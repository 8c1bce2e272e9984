//! Field rendering utilities for forms

use crate::state::TextInput;
use ratatui::{
    layout::Rect,
    style::{Color, Modifier, Style},
    text::{Line, Span},
    widgets::{Block, Borders, List, ListItem, ListState, Paragraph, Wrap},
    Frame,
};

const CURSOR: &str = "▌";

fn border_style(is_active: bool) -> Style {
    if is_active {
        Style::default().fg(Color::Cyan)
    } else {
        Style::default().fg(Color::DarkGray)
    }
}

fn field_block(label: &str, is_active: bool) -> Block<'_> {
    Block::default()
        .title(format!(" {label} "))
        .borders(Borders::ALL)
        .border_style(border_style(is_active))
}

/// Draw a text input with its cursor and selection
pub fn draw_input(
    frame: &mut Frame,
    area: Rect,
    label: &str,
    input: &TextInput,
    is_active: bool,
    hint: &str,
) {
    let block = field_block(label, is_active);

    if input.is_empty() && !is_active {
        let placeholder = Paragraph::new(Span::styled(hint, Style::default().fg(Color::DarkGray)))
            .block(block);
        frame.render_widget(placeholder, area);
        return;
    }

    let inner = block.inner(area);
    let rows = styled_lines(input, is_active, inner.width as usize);
    let scroll = scroll_offset(rows.cursor_row, inner.height);
    frame.render_widget(
        Paragraph::new(rows.lines).scroll((scroll, 0)).block(block),
        area,
    );
}

/// Input text laid out into screen rows
struct InputRows {
    lines: Vec<Line<'static>>,
    /// Row holding the cursor glyph, if one is drawn
    cursor_row: Option<usize>,
}

/// Lay the input out into rows at most `width` cells wide, marking
/// selection and cursor
fn styled_lines(input: &TextInput, is_active: bool, width: usize) -> InputRows {
    let base = if is_active {
        Style::default().fg(Color::White)
    } else {
        Style::default().fg(Color::Gray)
    };
    let selected = base.add_modifier(Modifier::REVERSED);
    // An unfocused input that remembers its cursor shows it dimmed
    let show_cursor = is_active || input.has_cursor();
    let cursor_style = if is_active {
        Style::default().fg(Color::Cyan)
    } else {
        Style::default().fg(Color::DarkGray)
    };
    let selection = input.selection().filter(|r| !r.is_empty());

    let mut rows = RowBuilder::new(width, base);
    for (idx, c) in input.text().chars().enumerate() {
        if show_cursor && idx == input.cursor() {
            rows.push_cursor(cursor_style);
        }
        if c == '\n' {
            rows.break_line();
            continue;
        }
        let in_selection = selection.as_ref().is_some_and(|r| r.contains(&idx));
        rows.push_char(c, if in_selection { selected } else { base });
    }
    if show_cursor && input.cursor() >= input.len_chars() {
        rows.push_cursor(cursor_style);
    }
    rows.finish()
}

/// Accumulates styled chars into rows, breaking when a row is full
struct RowBuilder {
    width: usize,
    lines: Vec<Line<'static>>,
    spans: Vec<Span<'static>>,
    run: String,
    run_style: Style,
    row_width: usize,
    cursor_row: Option<usize>,
}

impl RowBuilder {
    fn new(width: usize, style: Style) -> Self {
        Self {
            width: width.max(1),
            lines: Vec::new(),
            spans: Vec::new(),
            run: String::new(),
            run_style: style,
            row_width: 0,
            cursor_row: None,
        }
    }

    fn flush_run(&mut self) {
        if !self.run.is_empty() {
            self.spans
                .push(Span::styled(std::mem::take(&mut self.run), self.run_style));
        }
    }

    fn break_line(&mut self) {
        self.flush_run();
        self.lines.push(Line::from(std::mem::take(&mut self.spans)));
        self.row_width = 0;
    }

    fn make_room(&mut self, cells: usize) {
        if self.row_width > 0 && self.row_width + cells > self.width {
            self.break_line();
        }
    }

    fn push_char(&mut self, c: char, style: Style) {
        let mut buf = [0u8; 4];
        let cells = Span::raw(&*c.encode_utf8(&mut buf)).width();
        self.make_room(cells);
        if style != self.run_style {
            self.flush_run();
            self.run_style = style;
        }
        self.run.push(c);
        self.row_width += cells;
    }

    fn push_cursor(&mut self, style: Style) {
        self.make_room(1);
        self.flush_run();
        self.spans.push(Span::styled(CURSOR, style));
        self.cursor_row = Some(self.lines.len());
        self.row_width += 1;
    }

    fn finish(mut self) -> InputRows {
        self.break_line();
        InputRows {
            lines: self.lines,
            cursor_row: self.cursor_row,
        }
    }
}

/// First row to show so that the cursor row fits in `visible` rows
fn scroll_offset(cursor_row: Option<usize>, visible: u16) -> u16 {
    let row = u16::try_from(cursor_row.unwrap_or(0)).unwrap_or(u16::MAX);
    row.saturating_sub(visible.saturating_sub(1))
}

/// Draw a row of removable chips
pub fn draw_chips(
    frame: &mut Frame,
    area: Rect,
    label: &str,
    chips: &[String],
    selected: usize,
    is_active: bool,
) {
    let block = field_block(label, is_active);

    if chips.is_empty() {
        let empty = Paragraph::new(Span::styled("(none)", Style::default().fg(Color::DarkGray)))
            .block(block);
        frame.render_widget(empty, area);
        return;
    }

    let mut spans = Vec::new();
    for (idx, chip) in chips.iter().enumerate() {
        let style = if is_active && idx == selected {
            Style::default()
                .fg(Color::Black)
                .bg(Color::Cyan)
                .add_modifier(Modifier::BOLD)
        } else {
            Style::default().fg(Color::Green)
        };
        spans.push(Span::styled(format!(" {chip} × "), style));
        spans.push(Span::raw(" "));
    }

    frame.render_widget(
        Paragraph::new(Line::from(spans))
            .wrap(Wrap { trim: true })
            .block(block),
        area,
    );
}

/// Draw the suggestion dropdown under the tag input
pub fn draw_suggestions(
    frame: &mut Frame,
    area: Rect,
    suggestions: &[String],
    highlighted: Option<usize>,
) {
    let items: Vec<ListItem> = suggestions
        .iter()
        .map(|s| ListItem::new(s.as_str()))
        .collect();
    let list = List::new(items)
        .block(
            Block::default()
                .borders(Borders::ALL)
                .border_style(Style::default().fg(Color::DarkGray)),
        )
        .highlight_style(
            Style::default()
                .fg(Color::Black)
                .bg(Color::Cyan)
                .add_modifier(Modifier::BOLD),
        );

    let mut state = ListState::default().with_selected(highlighted);
    frame.render_stateful_widget(list, area, &mut state);
}

/// Draw a checkbox row
pub fn draw_checkbox(frame: &mut Frame, area: Rect, label: &str, checked: bool, is_active: bool) {
    let mark = if checked { "[x]" } else { "[ ]" };
    let mark_style = if checked {
        Style::default().fg(Color::Green).add_modifier(Modifier::BOLD)
    } else {
        Style::default().fg(Color::Gray)
    };
    let content = Line::from(vec![
        Span::styled(mark, mark_style),
        Span::raw(" "),
        Span::raw(label.to_string()),
    ]);
    let block = Block::default()
        .borders(Borders::ALL)
        .border_style(border_style(is_active));
    frame.render_widget(Paragraph::new(content).block(block), area);
}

What is expected: Return the full listing. Keep each line exactly as it stands.

Reply:
repository 8c1bce2e272e9984
//! Field rendering utilities for forms

use crate::state::TextInput;
use ratatui::{
    layout::Rect,
    style::{Color, Modifier, Style},
    text::{Line, Span},
    widgets::{Block, Borders, List, ListItem, ListState, Paragraph, Wrap},
    Frame,
};

const CURSOR: &str = "▌";

fn border_style(is_active: bool) -> Style {
    if is_active {
        Style::default().fg(Color::Cyan)
    } else {
        Style::default().fg(Color::DarkGray)
    }
}

fn field_block(label: &str, is_active: bool) -> Block<'_> {
    Block::default()
        .title(format!(" {label} "))
        .borders(Borders::ALL)
        .border_style(border_style(is_active))
}

/// Draw a text input with its cursor and selection
pub fn draw_input(
    frame: &mut Frame,
    area: Rect,
    label: &str,
    input: &TextInput,
    is_active: bool,
    hint: &str,
) {
    let block = field_block(label, is_active);

    if input.is_empty() && !is_active {
        let placeholder = Paragraph::new(Span::styled(hint, Style::default().fg(Color::DarkGray)))
            .block(block);
        frame.render_widget(placeholder, area);
        return;
    }

    let inner = block.inner(area);
    let rows = styled_lines(input, is_active, inner.width as usize);
    let scroll = scroll_offset(rows.cursor_row, inner.height);
    frame.render_widget(
        Paragraph::new(rows.lines).scroll((scroll, 0)).block(block),
        area,
    );
}

/// Input text laid out into screen rows
struct InputRows {
    lines: Vec<Line<'static>>,
    /// Row holding the cursor glyph, if one is drawn
    cursor_row: Option<usize>,
}

/// Lay the input out into rows at most `width` cells wide, marking
/// selection and cursor
fn styled_lines(input: &TextInput, is_active: bool, width: usize) -> InputRows {
    let base = if is_active {
        Style::default().fg(Color::White)
    } else {
        Style::default().fg(Color::Gray)
    };
    let selected = base.add_modifier(Modifier::REVERSED);
    // An unfocused input that remembers its cursor shows it dimmed
    let show_cursor = is_active || input.has_cursor();
    let cursor_style = if is_active {
        Style::default().fg(Color::Cyan)
    } else {
        Style::default().fg(Color::DarkGray)
    };
    let selection = input.selection().filter(|r| !r.is_empty());

    let mut rows = RowBuilder::new(width, base);
    for (idx, c) in input.text().chars().enumerate() {
        if show_cursor && idx == input.cursor() {
            rows.push_cursor(cursor_style);
        }
        if c == '\n' {
            rows.break_line();
            continue;
        }
        let in_selection = selection.as_ref().is_some_and(|r| r.contains(&idx));
        rows.push_char(c, if in_selection { selected } else { base });
    }
    if show_cursor && input.cursor() >= input.len_chars() {
        rows.push_cursor(cursor_style);
    }
    rows.finish()
}

/// Accumulates styled chars into rows, breaking when a row is full
struct RowBuilder {
    width: usize,
    lines: Vec<Line<'static>>,
    spans: Vec<Span<'static>>,
    run: String,
    run_style: Style,
    row_width: usize,
    cursor_row: Option<usize>,
}

impl RowBuilder {
    fn new(width: usize, style: Style) -> Self {
        Self {
            width: width.max(1),
            lines: Vec::new(),
            spans: Vec::new(),
            run: String::new(),
            run_style: style,
            row_width: 0,
            cursor_row: None,
        }
    }

    fn flush_run(&mut self) {
        if !self.run.is_empty() {
            self.spans
                .push(Span::styled(std::mem::take(&mut self.run), self.run_style));
        }
    }

    fn break_line(&mut self) {
        self.flush_run();
        self.lines.push(Line::from(std::mem::take(&mut self.spans)));
        self.row_width = 0;
    }

    fn make_room(&mut self, cells: usize) {
        if self.row_width > 0 && self.row_width + cells > self.width {
            self.break_line();
        }
    }

    fn push_char(&mut self, c: char, style: Style) {
        let mut buf = [0u8; 4];
        let cells = Span::raw(&*c.encode_utf8(&mut buf)).width();
        self.make_room(cells);
        if style != self.run_style {
            self.flush_run();
            self.run_style = style;
        }
        self.run.push(c);
        self.row_width += cells;
    }

    fn push_cursor(&mut self, style: Style) {
        self.make_room(1);
        self.flush_run();
        self.spans.push(Span::styled(CURSOR, style));
        self.cursor_row = Some(self.lines.len());
        self.row_width += 1;
    }

    fn finish(mut self) -> InputRows {
        self.break_line();
        InputRows {
            lines: self.lines,
            cursor_row: self.cursor_row,
        }
    }
}

/// First row to show so that the cursor row fits in `visible` rows
fn scroll_offset(cursor_row: Option<usize>, visible: u16) -> u16 {
    let row = u16::try_from(cursor_row.unwrap_or(0)).unwrap_or(u16::MAX);
    row.saturating_sub(visible.saturating_sub(1))
}

/// Draw a row of removable chips
pub fn draw_chips(
    frame: &mut Frame,
    area: Rect,
    label: &str,
    chips: &[String],
    selected: usize,
    is_active: bool,
) {
    let block = field_block(label, is_active);

    if chips.is_empty() {
        let empty = Paragraph::new(Span::styled("(none)", Style::default().fg(Color::DarkGray)))
            .block(block);
        frame.render_widget(empty, area);
        return;
    }

    let mut spans = Vec::new();
    for (idx, chip) in chips.iter().enumerate() {
        let style = if is_active && idx == selected {
            Style::default()
                .fg(Color::Black)
                .bg(Color::Cyan)
                .add_modifier(Modifier::BOLD)
        } else {
            Style::default().fg(Color::Green)
        };
        spans.push(Span::styled(format!(" {chip} × "), style));
        spans.push(Span::raw(" "));
    }

    frame.render_widget(
        Paragraph::new(Line::from(spans))
            .wrap(Wrap { trim: true })
            .block(block),
        area,
    );
}

/// Draw the suggestion dropdown under the tag input
pub fn draw_suggestions(
    frame: &mut Frame,
    area: Rect,
    suggestions: &[String],
    highlighted: Option<usize>,
) {
    let items: Vec<ListItem> = suggestions
        .iter()
        .map(|s| ListItem::new(s.as_str()))
        .collect();
    let list = List::new(items)
        .block(
            Block::default()
                .borders(Borders::ALL)
                .border_style(Style::default().fg(Color::DarkGray)),
        )
        .highlight_style(
            Style::default()
                .fg(Color::Black)
                .bg(Color::Cyan)
                .add_modifier(Modifier::BOLD),
        );

    let mut state = ListState::default().with_selected(highlighted);
    frame.render_stateful_widget(list, area, &mut state);
}

/// Draw a checkbox row
pub fn draw_checkbox(frame: &mut Frame, area: Rect, label: &str, checked: bool, is_active: bool) {
    let mark = if checked { "[x]" } else { "[ ]" };
    let mark_style = if checked {
        Style::default().fg(Color::Green).add_modifier(Modifier::BOLD)
    } else {
        Style::default().fg(Color::Gray)
    };
    let content = Line::from(vec![
        Span::styled(mark, mark_style),
        Span::raw(" "),
        Span::raw(label.to_string()),
    ]);
    let block = Block::default()
        .borders(Borders::ALL)
        .border_style(border_style(is_active));
    frame.render_widget(Paragraph::new(content).block(block), area);
}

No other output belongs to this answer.